Set in a funeral home run by Bechdel’s secretly gay father, the show opened at the Circle in the Square Theater on Sunday night, but was already a finalist for the 2014 Pulitzer Prize for drama and consistently sold-out before premiering on Broadway.

Entertainment Weekly describes the show as the hand-drawn story of a girl who grew up in a gloomy Victorian playing hide-and-seek in caskets with her brothers and trying to solve the mystery of her parents’ unhappy marriage, (her father is said to have had secret sexual liaisons with men, some of them teenagers).

An adult Bechdel, portrayed by actress Beth Malone, says during the production: “Dad and I both grew up in the same small Pennsylvania town, and he was gay and I was gay, and he killed himself, and I became a lesbian cartoonist.”

Three different actresses show the character at three different times in her life, as she comes to terms with her sexuality and a troubled relationship with her father.

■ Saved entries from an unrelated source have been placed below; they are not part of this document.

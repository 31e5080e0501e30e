use serde::Deserialize;

#[derive(Debug, Clone, Deserialize)]
pub struct RelayConfig {
    #[serde(default = "default_socket_path")]
    pub socket_path: String,
    #[serde(default = "default_pid_file")]
    pub pid_file: String,
    #[serde(default)]
    pub debug: bool,
    /// Append-mode log file; stdout when unset.
    #[serde(default)]
    pub log_file: Option<String>,
    /// Run-as identity; privileges are dropped right after config load.
    #[serde(default)]
    pub user: Option<String>,
}

fn default_socket_path() -> String {
    "/run/leaserelay/leaserelay.ctl".to_string()
}

fn default_pid_file() -> String {
    "/run/leaserelay/leaserelay.pid".to_string()
}

impl Default for RelayConfig {
    fn default() -> Self {
        serde_json::from_str("{}").unwrap()
    }
}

EW says, “A little bit of nuance inevitably gets lost when subject matter this dark is set to song; death and deep family schisms, after all, aren’t always fit for jazz hands. But like the book, Fun Home manages to use an oft-unserious medium to deliver something seriously, singularly moving.”

Deadline describes the show as, “Fun Home is a marvelous achievement, full of humor as well as rue. Its 100 transporting minutes fly by and then it’s gone — not to be forgotten.”

“New! Fresh! Original! We toss those kudos around a lot in this business. (It’s like calling everyone “darling.”) But “Fun Home” really earns the praise,” Variety’s Marilyn Stasio says.

“It’s unconventional grist, to be sure, and musical theater is better for it,” says the New York’s Daily News. “The material is handled with such delicacy and expertise that it speaks universally about big things that matter: life, love, family, surviving.”